FIGURE 2.

Tpr55 is a zymogen requiring Ca²⁺ for sequential autoproteolytic processing to generate active forms of the enzyme: first Tpr48, then Tpr37, and finally stable Tpr33. A, purified Tpr55/Tpr48 (in buffer containing EDTA) was incubated in assay buffer without calcium (EDTA +/Ca²⁺ −) or with CaCl₂ (EDTA −/Ca²⁺ +), and samples were treated with DCG-04. After a 15-min incubation at 37 °C, the reaction was terminated by boiling in denaturing sample buffer. Proteins were resolved by SDS-PAGE and subjected to Western blot analysis. Lanes 1 and 2, protein staining; lanes 3 and 4, detection of probe labeled active Tpr. B and C, purified Tpr55/Tpr48 was supplemented with CaCl₂ and treated with DCG-04 (at time 0 or after incubation at 37 °C for specific time intervals). A sample incubated in buffer with EDTA (Tpr-ctrl) served as a control.
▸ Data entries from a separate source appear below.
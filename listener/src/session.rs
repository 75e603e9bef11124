//! The game session: sole owner of every piece of mutable game state.
//!
//! [`Session`] holds the station map, the observer, the mode machine, the
//! sanity and oxygen gauges, the message log and the session's random
//! source. The renderer only ever sees a borrowed [`SceneView`].

use rand::rngs::StdRng;
use rand::{RngExt, SeedableRng};

use listener_core::orientation::ambient_sound_chance;
use listener_core::{
    Direction, ExplorationInput, GridMap, InputError, Mode, ModeMachine, MoveOutcome, Orientation,
    Oxygen, Point, Sanity, SpawnError, TileKind,
};
use listener_render::SceneView;

use crate::msglog::{LogStyle, MessageLog};

/// Where a new session starts.
pub const SPAWN: Point = Point::new(2, 2);
pub const SPAWN_FACING: Direction = Direction::North;

/// Chance that an ambient sound also rings the terminal bell.
pub const SOUND_BELL_CHANCE: f64 = 0.5;

/// Sounds the station makes while the player walks at low sanity.
pub const SOUND_LOGS: [&str; 8] = [
    "[LOG]: A faint scratching sound is heard from inside the walls.",
    "[LOG]: The low hum of life support seems to form words before returning to normal.",
    "[LOG]: Three distinct, slow knocks echo from the exterior hull.",
    "[LOG]: A sound like breathing comes through the ventilation system.",
    "[LOG]: The lights flicker. Did something move in the corner?",
    "[LOG]: A voice whispers your name. The station AI reports no anomalies.",
    "[LOG]: The generator's rhythm changes. It sounds almost... deliberate.",
    "[LOG]: Metal groans throughout the station. No structural damage detected.",
];

/// Starting values for a [`Session`].
#[derive(Clone, Debug, PartialEq, Eq)]
pub struct SessionConfig {
    pub sanity: Sanity,
    pub oxygen: Oxygen,
    /// `None` seeds from the thread RNG.
    pub seed: Option<u64>,
}

impl Default for SessionConfig {
    fn default() -> Self {
        Self {
            sanity: Sanity::MAX,
            oxygen: Oxygen::MAX,
            seed: None,
        }
    }
}

/// What an applied exploration input did.
#[derive(Clone, Copy, Debug, PartialEq, Eq)]
pub enum Reaction {
    /// Stepped onto a new tile. `bell` is set when an ambient sound asked
    /// for the terminal bell.
    Moved { bell: bool },
    Blocked,
    Turned,
    ShowMap,
    ShowHelp,
    /// Back at the terminal.
    Exited,
    /// Not standing on a terminal; still exploring.
    ExitRejected,
    /// Input outside exploration mode, or not a command.
    Ignored,
}

pub struct Session {
    map: GridMap,
    orientation: Orientation,
    modes: ModeMachine,
    sanity: Sanity,
    oxygen: Oxygen,
    log: MessageLog,
    rng: StdRng,
}

impl Session {
    /// A session on the default station, at the terminal.
    pub fn new(config: SessionConfig) -> Result<Self, SpawnError> {
        Self::with_map(GridMap::station(), SPAWN, SPAWN_FACING, config)
    }

    pub fn with_map(
        map: GridMap,
        spawn: Point,
        facing: Direction,
        config: SessionConfig,
    ) -> Result<Self, SpawnError> {
        let orientation = Orientation::spawn(&map, spawn, facing)?;
        let seed = config.seed.unwrap_or_else(|| rand::rng().random::<u64>());
        log::info!(
            "session start at {spawn} facing {facing}, sanity {}, oxygen {}, seed {seed}",
            config.sanity,
            config.oxygen
        );
        let mut log = MessageLog::new();
        log.push("TERMINAL READY. Listening on all frequencies.", LogStyle::System);
        log.mark_seen();
        Ok(Self {
            map,
            orientation,
            modes: ModeMachine::default(),
            sanity: config.sanity,
            oxygen: config.oxygen,
            log,
            rng: StdRng::seed_from_u64(seed),
        })
    }

    pub fn map(&self) -> &GridMap {
        &self.map
    }

    pub fn orientation(&self) -> &Orientation {
        &self.orientation
    }

    pub fn mode(&self) -> Mode {
        self.modes.mode()
    }

    pub fn sanity(&self) -> Sanity {
        self.sanity
    }

    pub fn oxygen(&self) -> Oxygen {
        self.oxygen
    }

    /// Sanity is owned by the wider game; this is its write access.
    pub fn set_sanity(&mut self, sanity: Sanity) {
        self.sanity = sanity;
    }

    pub fn set_oxygen(&mut self, oxygen: Oxygen) {
        self.oxygen = oxygen;
    }

    pub fn log(&self) -> &MessageLog {
        &self.log
    }

    pub fn log_mut(&mut self) -> &mut MessageLog {
        &mut self.log
    }

    /// The tile under the observer.
    pub fn current_tile(&self) -> TileKind {
        self.map.tile_at(self.orientation.pos())
    }

    /// Borrowed view for the renderer.
    pub fn scene(&self) -> SceneView<'_> {
        SceneView::new(&self.map, &self.orientation, self.sanity).with_oxygen(self.oxygen)
    }

    /// Leave the terminal and start walking.
    pub fn explore(&mut self) {
        if self.modes.mode() == Mode::Exploration {
            return;
        }
        self.modes.enter_exploration();
        self.log.push(
            "Entering EXPLORATION MODE. The corridors are dark.",
            LogStyle::System,
        );
    }

    /// Parse and apply a typed exploration command.
    pub fn apply_text(&mut self, input: &str) -> Reaction {
        match ExplorationInput::parse(input) {
            Ok(cmd) => self.apply(cmd),
            Err(err) => self.reject(&err),
        }
    }

    /// Record invalid input. Nothing else changes.
    pub fn reject(&mut self, err: &InputError) -> Reaction {
        log::debug!("rejected input: {err:?}");
        self.log.push(&err.to_string(), LogStyle::Error);
        Reaction::Ignored
    }

    pub fn apply(&mut self, input: ExplorationInput) -> Reaction {
        if self.modes.mode() != Mode::Exploration {
            return Reaction::Ignored;
        }
        match input {
            ExplorationInput::Forward => self.step(true),
            ExplorationInput::Backward => self.step(false),
            ExplorationInput::TurnLeft => {
                self.orientation.turn(false);
                Reaction::Turned
            }
            ExplorationInput::TurnRight => {
                self.orientation.turn(true);
                Reaction::Turned
            }
            ExplorationInput::ShowMap => Reaction::ShowMap,
            ExplorationInput::Help => Reaction::ShowHelp,
            ExplorationInput::ExitToTerminal => match self.modes.exit_to_terminal(self.current_tile()) {
                Ok(_) => {
                    self.log.push("Back at the TERMINAL.", LogStyle::System);
                    Reaction::Exited
                }
                Err(err) => {
                    self.log.push(&err.to_string(), LogStyle::Error);
                    Reaction::ExitRejected
                }
            },
        }
    }

    fn step(&mut self, forward: bool) -> Reaction {
        let outcome = self.orientation.step(&self.map, forward);
        match outcome {
            MoveOutcome::Moved { oxygen_cost, .. } => {
                self.oxygen = self.oxygen.saturating_sub(oxygen_cost);
                let bell = self.ambient_sound();
                Reaction::Moved { bell }
            }
            MoveOutcome::Blocked { .. } => {
                if let Some(msg) = outcome.message() {
                    self.log.push(msg, LogStyle::Error);
                }
                Reaction::Blocked
            }
        }
    }

    /// Roll the ambient-sound hook after a committed step. Returns whether
    /// the bell should ring.
    fn ambient_sound(&mut self) -> bool {
        let chance = ambient_sound_chance(self.sanity);
        if chance <= 0.0 || self.rng.random::<f64>() >= chance {
            return false;
        }
        let line = SOUND_LOGS[self.rng.random_range(0..SOUND_LOGS.len())];
        log::debug!("ambient sound at sanity {}", self.sanity);
        self.log.push(line, LogStyle::Sound);
        self.rng.random::<f64>() < SOUND_BELL_CHANCE
    }
}
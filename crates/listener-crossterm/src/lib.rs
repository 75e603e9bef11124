//! Crossterm terminal driver.
//!
//! [`CrosstermDriver`] implements [`listener_core::Driver`]: it owns raw
//! mode and the alternate screen, turns terminal events into [`Msg`]s, and
//! redraws every frame in full.

use std::io::{self, Write};
use std::sync::mpsc::Sender;
use std::time::Duration;

use crossterm::{
    cursor,
    event::{self, Event, KeyCode, KeyEvent, KeyEventKind, KeyModifiers},
    execute, queue,
    style::{Attribute, Color as CtColor, Print, ResetColor, SetAttribute, SetForegroundColor},
    terminal::{self, BeginSynchronizedUpdate, ClearType, EndSynchronizedUpdate},
};

use listener_core::{
    AttrMask, Color, Frame, Style, Viewport,
    app::{Context, Driver},
    messages::{Key, Msg},
};

/// Poll interval used when ticks are disabled, so cancellation is noticed.
const IDLE_POLL: Duration = Duration::from_millis(250);

fn to_ct_color(c: Color) -> CtColor {
    match c {
        Color::Default => CtColor::Reset,
        Color::DarkGray => CtColor::DarkGrey,
        Color::Gray => CtColor::Grey,
        Color::White => CtColor::White,
        Color::Red => CtColor::Red,
        Color::Green => CtColor::Green,
        Color::Yellow => CtColor::Yellow,
        Color::Blue => CtColor::Blue,
        Color::Magenta => CtColor::Magenta,
        Color::Cyan => CtColor::Cyan,
    }
}

fn to_key(code: KeyCode) -> Option<Key> {
    match code {
        KeyCode::Char(c) => Some(Key::Char(c)),
        KeyCode::Enter => Some(Key::Enter),
        KeyCode::Esc => Some(Key::Escape),
        KeyCode::Backspace => Some(Key::Backspace),
        KeyCode::Tab => Some(Key::Tab),
        KeyCode::Up => Some(Key::ArrowUp),
        KeyCode::Down => Some(Key::ArrowDown),
        KeyCode::Left => Some(Key::ArrowLeft),
        KeyCode::Right => Some(Key::ArrowRight),
        _ => None,
    }
}

/// Translate one terminal event. Only key presses count; repeats and
/// releases are dropped.
fn translate(ev: Event) -> Option<Msg> {
    match ev {
        Event::Key(KeyEvent {
            code,
            modifiers,
            kind: KeyEventKind::Press,
            ..
        }) => {
            if modifiers.contains(KeyModifiers::CONTROL) && code == KeyCode::Char('c') {
                Some(Msg::Quit)
            } else {
                to_key(code).map(Msg::key)
            }
        }
        Event::Resize(w, h) => Some(Msg::Screen {
            cols: usize::from(w),
            rows: usize::from(h),
        }),
        _ => None,
    }
}

/// A terminal back-end using crossterm.
#[derive(Debug)]
pub struct CrosstermDriver {
    tick: Option<Duration>,
}

impl CrosstermDriver {
    /// A driver that sends [`Msg::Tick`] every `tick` without input.
    pub fn new(tick: Option<Duration>) -> Self {
        Self { tick }
    }

    fn queue_style(out: &mut impl Write, style: Style) -> io::Result<()> {
        queue!(out, SetAttribute(Attribute::Reset), SetForegroundColor(to_ct_color(style.fg)))?;
        let attrs = style.attrs;
        if attrs.contains(AttrMask::BOLD) {
            queue!(out, SetAttribute(Attribute::Bold))?;
        }
        if attrs.contains(AttrMask::DIM) {
            queue!(out, SetAttribute(Attribute::Dim))?;
        }
        Ok(())
    }
}

impl Default for CrosstermDriver {
    fn default() -> Self {
        Self::new(Some(Duration::from_millis(150)))
    }
}

impl Driver for CrosstermDriver {
    fn init(&mut self) -> Result<(), Box<dyn std::error::Error>> {
        terminal::enable_raw_mode()?;
        execute!(
            io::stdout(),
            terminal::EnterAlternateScreen,
            cursor::Hide,
            terminal::Clear(ClearType::All)
        )?;
        log::info!("terminal initialized, tick {:?}", self.tick);
        Ok(())
    }

    fn poll_msgs(&mut self, ctx: &Context, tx: &Sender<Msg>) -> Result<(), Box<dyn std::error::Error>> {
        let wait = self.tick.unwrap_or(IDLE_POLL);
        if !event::poll(wait)? {
            if self.tick.is_some() {
                tx.send(Msg::Tick).ok();
            }
            return Ok(());
        }

        while event::poll(Duration::ZERO)? {
            if ctx.is_done() {
                return Ok(());
            }
            if let Some(msg) = translate(event::read()?) {
                tx.send(msg).ok();
            }
        }
        Ok(())
    }

    fn viewport(&mut self) -> Result<Viewport, Box<dyn std::error::Error>> {
        let (cols, rows) = terminal::size()?;
        Ok(Viewport::new(usize::from(cols), usize::from(rows)))
    }

    fn flush(&mut self, frame: &Frame) -> Result<(), Box<dyn std::error::Error>> {
        let (cols, rows) = terminal::size()?;
        let (cols, rows) = (usize::from(cols), usize::from(rows));
        let mut out = io::stdout().lock();

        queue!(out, BeginSynchronizedUpdate, terminal::Clear(ClearType::All))?;
        for (y, row) in frame.rows().iter().take(rows).enumerate() {
            queue!(out, cursor::MoveTo(0, y as u16))?;
            let mut current: Option<Style> = None;
            let mut text = String::new();
            for g in row.glyphs().iter().take(cols) {
                if current != Some(g.style) {
                    if !text.is_empty() {
                        queue!(out, Print(&text))?;
                        text.clear();
                    }
                    Self::queue_style(&mut out, g.style)?;
                    current = Some(g.style);
                }
                g.push_to(&mut text);
            }
            if !text.is_empty() {
                queue!(out, Print(&text))?;
            }
        }
        queue!(out, SetAttribute(Attribute::Reset), ResetColor, EndSynchronizedUpdate)?;
        out.flush()?;
        Ok(())
    }

    fn bell(&mut self, count: u8) -> Result<(), Box<dyn std::error::Error>> {
        let mut out = io::stdout();
        for _ in 0..count {
            out.write_all(b"\x07")?;
        }
        out.flush()?;
        Ok(())
    }

    fn close(&mut self) {
        let mut stdout = io::stdout();
        let _ = execute!(stdout, ResetColor, cursor::Show, terminal::LeaveAlternateScreen);
        let _ = terminal::disable_raw_mode();
        log::info!("terminal restored");
    }
}

#[cfg(test)]
mod tests {
    use super::*;
    use crossterm::event::KeyEventState;

    fn key(code: KeyCode, modifiers: KeyModifiers, kind: KeyEventKind) -> Event {
        Event::Key(KeyEvent {
            code,
            modifiers,
            kind,
            state: KeyEventState::NONE,
        })
    }

    #[test]
    fn presses_become_key_messages() {
        let ev = key(KeyCode::Char('w'), KeyModifiers::NONE, KeyEventKind::Press);
        assert!(matches!(translate(ev), Some(Msg::KeyDown { key: Key::Char('w'), .. })));
        let ev = key(KeyCode::Up, KeyModifiers::NONE, KeyEventKind::Press);
        assert!(matches!(translate(ev), Some(Msg::KeyDown { key: Key::ArrowUp, .. })));
    }

    #[test]
    fn releases_and_unmapped_keys_are_dropped() {
        let ev = key(KeyCode::Char('w'), KeyModifiers::NONE, KeyEventKind::Release);
        assert!(translate(ev).is_none());
        let ev = key(KeyCode::F(5), KeyModifiers::NONE, KeyEventKind::Press);
        assert!(translate(ev).is_none());
    }

    #[test]
    fn ctrl_c_quits() {
        let ev = key(KeyCode::Char('c'), KeyModifiers::CONTROL, KeyEventKind::Press);
        assert!(matches!(translate(ev), Some(Msg::Quit)));
    }

    #[test]
    fn resize_reports_screen() {
        assert!(matches!(
            translate(Event::Resize(100, 30)),
            Some(Msg::Screen { cols: 100, rows: 30 })
        ));
    }

    #[test]
    fn colors_map_to_named_palette() {
        assert_eq!(to_ct_color(Color::Default), CtColor::Reset);
        assert_eq!(to_ct_color(Color::DarkGray), CtColor::DarkGrey);
        assert_eq!(to_ct_color(Color::Magenta), CtColor::Magenta);
    }
}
Proteins were resolved by SDS-PAGE, and gels were stained for protein (B) or subjected to Western blot analysis to detect probe labeled proteins (C). SDS-PAGE-separated proteins were subjected to N-terminal sequencing analysis. D, purified Tpr55/Tpr48 was incubated in the assay buffer with Ca²⁺ at 21 °C for the indicated periods of time, and samples were analyzed by SDS-PAGE.